Data to examine:
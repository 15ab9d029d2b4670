//! bd-claim CLI: claim the next ready issue for one agent and print the
//! result document.

use std::io::Write as _;
use std::path::PathBuf;
use std::process::ExitCode;
use std::sync::Arc;
use std::time::Duration;

use anyhow::Context as _;
use bd_claim::clock::{Clock, SystemClock};
use bd_claim::config::Config;
use bd_claim::model::{AgentName, ClaimFilters, Priority};
use bd_claim::store::version::MIN_COMPATIBLE_VERSION;
use bd_claim::telemetry::{SERVICE_NAME, TelemetryConfig, init_telemetry};
use bd_claim::workspace::{BeadsWorkspace, WorkspaceResolver};
use bd_claim::{
    ClaimEngine, ClaimRequest, ClaimResult, Error, SqliteClaimStore, SqliteStoreOptions,
};
use clap::Parser;
use tracing::{debug, warn};

#[derive(Parser, Debug)]
#[command(
    name = "bd-claim",
    version,
    about = "Atomically claim the next ready issue from a beads workspace"
)]
struct Cli {
    /// Agent name (required)
    #[arg(long)]
    agent: Option<String>,

    /// Only issues carrying this label (repeatable)
    #[arg(long = "label", value_name = "LABEL")]
    labels: Vec<String>,

    /// Skip issues carrying this label (repeatable)
    #[arg(long = "exclude-label", value_name = "LABEL")]
    exclude_labels: Vec<String>,

    /// Minimum priority (0=low, 1=medium, 2=high)
    #[arg(long, allow_negative_numbers = true)]
    min_priority: Option<i32>,

    /// Only consider unassigned issues
    #[arg(long)]
    only_unassigned: bool,

    /// Start workspace discovery here instead of the current directory
    #[arg(long)]
    workspace: Option<PathBuf>,

    /// Use this database directly, skipping workspace discovery
    #[arg(long)]
    db: Option<PathBuf>,

    /// Show which issue would be claimed without claiming it
    #[arg(long)]
    dry_run: bool,

    /// Pretty-print JSON output
    #[arg(long)]
    pretty: bool,

    /// Human-friendly output instead of JSON
    #[arg(long)]
    human: bool,

    /// Database busy timeout in milliseconds
    #[arg(long)]
    timeout_ms: Option<u64>,

    /// Log level or filter directive (logs go to stderr)
    #[arg(long)]
    log_level: Option<String>,

    /// Skip the store version compatibility check
    #[arg(long)]
    skip_version_check: bool,

    /// Give up on the store call after this many milliseconds
    #[arg(long)]
    deadline_ms: Option<u64>,
}

#[tokio::main]
async fn main() -> ExitCode {
    dotenvy::dotenv().ok();

    let cli = match Cli::try_parse() {
        Ok(cli) => cli,
        Err(err) => {
            let _ = err.print();
            return if err.use_stderr() {
                ExitCode::FAILURE
            } else {
                ExitCode::SUCCESS
            };
        }
    };

    let result = match claim(&cli).await {
        Ok(result) => result,
        Err(err) => ClaimResult::failure(cli.agent.clone().unwrap_or_default(), &err),
    };

    match emit(&cli, &result) {
        Ok(()) if result.is_ok() => ExitCode::SUCCESS,
        Ok(()) => ExitCode::FAILURE,
        Err(err) => {
            eprintln!("{err:#}");
            ExitCode::FAILURE
        }
    }
}

async fn claim(cli: &Cli) -> bd_claim::Result<ClaimResult> {
    let agent = match cli.agent.as_deref() {
        None => {
            return Err(Error::InvalidArgument(
                "--agent flag is required".to_string(),
            ));
        }
        Some(raw) => AgentName::new(raw)?,
    };

    let (workspace_root, db_path) = locate_store(cli)?;

    let mut config = Config::load(workspace_root.as_deref())?;
    apply_flags(&mut config, cli)?;

    let _telemetry = init_telemetry(TelemetryConfig {
        endpoint: config.otel_endpoint.clone(),
        service_name: SERVICE_NAME.to_string(),
        log_level: config.log_level.clone(),
        log_format: config.log_format,
    })?;

    debug!(
        workspace_root = ?workspace_root,
        db_path = %db_path.display(),
        source = if cli.db.is_some() { "override" } else { "auto" },
        "workspace_discovery"
    );

    let clock: Arc<dyn Clock> = Arc::new(SystemClock);
    let options = SqliteStoreOptions::default()
        .busy_timeout_ms(config.busy_timeout_ms)
        .skip_version_check();
    let store = SqliteClaimStore::open(&db_path, options, clock.clone()).await?;

    if !config.skip_version_check {
        if let Err(err) = store.check_version_compatibility().await {
            warn!(
                error = %err,
                min_version = MIN_COMPATIBLE_VERSION,
                "version_check_failed"
            );
            store.close().await;
            return Err(err);
        }
    }

    let mut request = ClaimRequest::new(agent)
        .filters(build_filters(cli))
        .dry_run(cli.dry_run);
    if let Some(ms) = cli.deadline_ms {
        request = request.deadline(Duration::from_millis(ms));
    }

    let engine = ClaimEngine::new(store, clock);
    let outcome = engine.execute(&request).await;
    engine.store().close().await;

    Ok(ClaimResult::from_outcome(&request, &outcome))
}

/// `(workspace root, database path)`. No root when `--db` is given.
fn locate_store(cli: &Cli) -> bd_claim::Result<(Option<PathBuf>, PathBuf)> {
    if let Some(db) = &cli.db {
        return Ok((None, db.clone()));
    }

    let start = match &cli.workspace {
        Some(dir) => dir.clone(),
        None => std::env::current_dir()?,
    };
    let root = BeadsWorkspace.find_workspace_root(&start)?;
    let db = BeadsWorkspace.find_store_path(&root)?;
    Ok((Some(root), db))
}

fn apply_flags(config: &mut Config, cli: &Cli) -> bd_claim::Result<()> {
    if let Some(ms) = cli.timeout_ms {
        config.busy_timeout_ms = ms;
    }
    if let Some(level) = &cli.log_level {
        config.log_level = level.clone();
    }
    if cli.skip_version_check {
        config.skip_version_check = true;
    }
    config.validate()
}

fn build_filters(cli: &Cli) -> ClaimFilters {
    ClaimFilters {
        only_unassigned: cli.only_unassigned,
        include_labels: cli.labels.iter().cloned().collect(),
        exclude_labels: cli.exclude_labels.iter().cloned().collect(),
        min_priority: cli.min_priority.map(Priority::new),
    }
}

fn emit(cli: &Cli, result: &ClaimResult) -> anyhow::Result<()> {
    let mut stdout = std::io::stdout().lock();

    if cli.human {
        stdout.write_all(result.render_human().as_bytes())?;
    } else {
        let doc = if cli.pretty {
            serde_json::to_string_pretty(result)
        } else {
            serde_json::to_string(result)
        }
        .context("failed to serialize result")?;
        writeln!(stdout, "{doc}")?;
    }

    stdout.flush().context("failed to write result")?;
    Ok(())
}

Activity:
In the entries above, locate every line with the word "PathBuf" and copy it.

The completed task:
use std::path::PathBuf;
    workspace: Option<PathBuf>,
    db: Option<PathBuf>,
fn locate_store(cli: &Cli) -> bd_claim::Result<(Option<PathBuf>, PathBuf)> {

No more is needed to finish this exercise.